Logo que a jovem entra na categoria das pessoas adultas, alarga-se também o círculo das suas relações, e seguem-se de todos os lados os convites, bailes, teatros e concertos. A jovem não pode renunciar absolutamente a todos os prazeres e diversões. Mas ai daquela que os converte em objeto principal dos seus pensamentos e desejos! Porque, sem o notar, vai fazendo suas aquelas máximas sedutoras do mundo, segundo as quais ela deve fazer como as outras, divertir-se e deixa-se arrastar pela corrente.
Desaparece a noção de virtude e o fruto da boa educação. Os hábitos piedosos perdem o seu atrativo; a antiga delicadeza de consciência e o objeto de riso e alcunhada de mesquinhez de coração; e o que antes se afigurava santo, parece-lhe agora estranha simplicidade.
A delicadeza de sentimentos desaparece. A licença dalgumas companheiras no vestir, no falar e nos modos não ofende, e longe de lhe causarem horror os seus extravios, sente-se inclinada a imitá-los. Já não ouve a voz da graça e despreza os avisos da consciência. Uma paixão arrasta à outra, uma onda à outra, e a voz do céu emudece no meio do grande estrondo do mundo.
Quantas jovens se veem finalmente a perder por este caminho!
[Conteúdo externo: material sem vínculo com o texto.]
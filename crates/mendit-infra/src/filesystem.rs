//! Data directory layout.

use std::path::{Path, PathBuf};

/// Environment variable overriding the data directory.
pub const DATA_DIR_ENV: &str = "MENDIT_DATA_DIR";

/// Resolve the MendIt data directory.
///
/// `MENDIT_DATA_DIR` wins, then `~/.mendit`, then `./.mendit`.
pub fn resolve_data_dir() -> PathBuf {
    if let Ok(dir) = std::env::var(DATA_DIR_ENV) {
        return PathBuf::from(dir);
    }

    if let Some(home) = dirs::home_dir() {
        return home.join(".mendit");
    }

    PathBuf::from(".mendit")
}

/// Directory holding one JSON file per storage key.
pub fn storage_dir(data_dir: &Path) -> PathBuf {
    data_dir.join("storage")
}

pub fn config_path(data_dir: &Path) -> PathBuf {
    data_dir.join("config.toml")
}

#[cfg(test)]
mod tests {
    use super::*;

    #[test]
    fn test_layout() {
        let base = Path::new("/tmp/mendit");
        assert_eq!(storage_dir(base), PathBuf::from("/tmp/mendit/storage"));
        assert_eq!(config_path(base), PathBuf::from("/tmp/mendit/config.toml"));
    }

    #[test]
    fn test_resolve_data_dir_is_not_empty() {
        assert!(!resolve_data_dir().as_os_str().is_empty());
    }
}
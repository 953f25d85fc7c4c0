//! Application state: the current view, the mediation being worked on and
//! the user's conflict style, wired to the archive and style stores.

use std::sync::Arc;

use mendit_types::chat::LiveSession;
use mendit_types::config::StorageKeys;
use mendit_types::mediation::{HealingReflection, MediationResult};
use mendit_types::quiz::ConflictStyle;
use mendit_types::view::View;

use crate::archive::ArchiveStore;
use crate::navigation::{NavEvent, Navigator};
use crate::quiz::StyleStore;
use crate::storage::KvStore;

/// Drives a user through mediate → heal → archive, plus the quiz.
pub struct MendFlow<S: KvStore> {
    navigator: Navigator,
    current_mediation: Option<MediationResult>,
    current_session: Option<LiveSession>,
    conflict_style: Option<ConflictStyle>,
    archive: ArchiveStore<Arc<S>>,
    styles: StyleStore<Arc<S>>,
}

impl<S: KvStore> MendFlow<S> {
    /// Build the flow over `store`, restoring any saved conflict style.
    pub async fn load(store: Arc<S>, keys: &StorageKeys) -> Self {
        let archive = ArchiveStore::with_key(Arc::clone(&store), keys.archive_key.clone());
        let styles = StyleStore::with_key(store, keys.style_key.clone());
        let conflict_style = styles.load().await;

        Self {
            navigator: Navigator::new(),
            current_mediation: None,
            current_session: None,
            conflict_style,
            archive,
            styles,
        }
    }

    pub fn view(&self) -> View {
        self.navigator.current()
    }

    pub fn navigate(&mut self, view: View) -> View {
        self.navigator.apply(NavEvent::Navigate(view))
    }

    pub fn current_mediation(&self) -> Option<&MediationResult> {
        self.current_mediation.as_ref()
    }

    /// Snapshot of the live session the current mediation came from.
    pub fn current_session(&self) -> Option<&LiveSession> {
        self.current_session.as_ref()
    }

    pub fn conflict_style(&self) -> Option<&ConflictStyle> {
        self.conflict_style.as_ref()
    }

    /// Tone to preselect for a new mediation.
    pub fn default_tone(&self) -> Option<&str> {
        self.conflict_style
            .as_ref()
            .map(|style| style.recommended_tone.as_str())
    }

    pub fn archive(&self) -> &ArchiveStore<Arc<S>> {
        &self.archive
    }

    pub fn styles(&self) -> &StyleStore<Arc<S>> {
        &self.styles
    }

    /// A mediation finished; hold on to it and move to healing.
    pub fn complete_mediation(&mut self, result: MediationResult, session: Option<LiveSession>) {
        self.current_mediation = Some(result);
        if session.is_some() {
            self.current_session = session;
        }
        self.navigator.apply(NavEvent::MediationCompleted);
    }

    /// Attach the reflection to the current mediation, archive it and move
    /// to the archive view.
    ///
    /// With no current mediation this only navigates. Returns the archived
    /// result, if any.
    pub async fn complete_healing(
        &mut self,
        reflection: HealingReflection,
    ) -> Option<MediationResult> {
        let archived = match self.current_mediation.as_mut() {
            Some(mediation) => {
                mediation.heal(reflection);
                let healed = mediation.clone();
                self.archive.append(healed.clone()).await;
                Some(healed)
            }
            None => {
                tracing::debug!("healing completed without a current mediation");
                None
            }
        };

        self.current_session = None;
        self.navigator.apply(NavEvent::HealingCompleted);
        archived
    }

    /// Remember and persist the quiz result, then return to mediation.
    pub async fn complete_quiz(&mut self, style: ConflictStyle) {
        self.styles.save(&style).await;
        self.conflict_style = Some(style);
        self.navigator.apply(NavEvent::QuizCompleted);
    }
}

#[cfg(test)]
mod tests {
    use super::*;
    use crate::healing::reflect;
    use crate::mediation::MediationGenerator;
    use crate::quiz::style_for;
    use crate::storage::MemoryKvStore;
    use mendit_types::person::Person;
    use mendit_types::quiz::QuizAnswer;

    async fn flow() -> MendFlow<MemoryKvStore> {
        MendFlow::load(Arc::new(MemoryKvStore::new()), &StorageKeys::default()).await
    }

    fn mediation() -> MediationResult {
        MediationGenerator::seeded(1).generate_result(
            vec![Person::new("Ana", "busy"), Person::new("Ben", "job")],
            "couple",
            "funny",
        )
    }

    #[tokio::test]
    async fn test_full_mediation_path() {
        let mut flow = flow().await;
        assert_eq!(flow.view(), View::Mediate);

        let result = mediation();
        let id = result.id.clone();
        flow.complete_mediation(result, None);
        assert_eq!(flow.view(), View::Healing);

        let archived = flow
            .complete_healing(reflect("We are okay", "Relieved").unwrap())
            .await
            .unwrap();
        assert_eq!(flow.view(), View::Archive);
        assert!(archived.is_healed());
        assert!(flow.current_mediation().unwrap().is_healed());

        let stored = flow.archive().list().await;
        assert_eq!(stored.len(), 1);
        assert_eq!(stored[0].id, id);
        assert!(stored[0].is_healed());
    }

    #[tokio::test]
    async fn test_healing_without_mediation_only_navigates() {
        let mut flow = flow().await;
        let archived = flow
            .complete_healing(reflect("nothing", "Hopeful").unwrap())
            .await;
        assert!(archived.is_none());
        assert_eq!(flow.view(), View::Archive);
        assert!(flow.archive().list().await.is_empty());
    }

    #[tokio::test]
    async fn test_quiz_saves_style_and_sets_default_tone() {
        let store = Arc::new(MemoryKvStore::new());
        let mut flow = MendFlow::load(Arc::clone(&store), &StorageKeys::default()).await;
        assert!(flow.default_tone().is_none());

        flow.navigate(View::Quiz);
        flow.complete_quiz(style_for(QuizAnswer::Collaborator)).await;
        assert_eq!(flow.view(), View::Mediate);
        assert_eq!(flow.default_tone(), Some("formal"));

        // A new flow over the same store restores the style.
        let reloaded = MendFlow::load(store, &StorageKeys::default()).await;
        assert_eq!(reloaded.default_tone(), Some("formal"));
    }

    #[tokio::test]
    async fn test_session_snapshot_kept_until_healed() {
        let mut flow = flow().await;
        let session = crate::session::live::joined_session("ABC123", "me", "Jordan").unwrap();
        let summary = crate::mediation::session_summary(&session);

        flow.complete_mediation(summary, Some(session));
        assert_eq!(flow.current_session().map(|s| s.id.as_str()), Some("ABC123"));

        flow.complete_healing(reflect("good talk", "Connected").unwrap()).await;
        assert!(flow.current_session().is_none());
    }
}
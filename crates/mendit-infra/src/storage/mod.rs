//! `KvStore` implementations backed by local files.

pub mod file_kv;

pub use file_kv::FileKvStore;
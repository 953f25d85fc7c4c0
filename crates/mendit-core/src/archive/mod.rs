//! The mediation archive: every completed mediation, persisted as one JSON
//! list under a single storage key.

pub mod query;
pub mod store;

pub use query::{ArchiveFilter, ArchiveQuery, ArchiveStats};
pub use store::ArchiveStore;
Sem o advertirem, infiltra-se-lhes no coração alguma feto desordenado que lhes fere profundamente a alma.
Ainda que as jovens no meio deste torvelinho dos prazeres mundanos se conservem livres da maior desgraça que lhes pode acontecer, contudo não podem deixar de perder o amor de Deus e a piedade, que há pouco ainda era o seu mais esplêndido adorno. Finalmente a indiferença em matéria de religião leva-a a vacilar na fé, e dar inconsideradamente a mão a um homem que, ou não tem religião nenhuma, ou se a tem, não é a católica.
O espírito do mundo triunfou no seu coração; as riquezas, as paixões e a soberba apagaram a lembrança duma educação piedosa. O mundo dá-lhe os parabéns por casamento tão excelente; os anjos pranteiam a queda de mais uma alma.
Jovem cristã, queres-te guardar desta infelicidade sem nome? Conserva o coração livre do amor do mundo, sê prudente e vigilante.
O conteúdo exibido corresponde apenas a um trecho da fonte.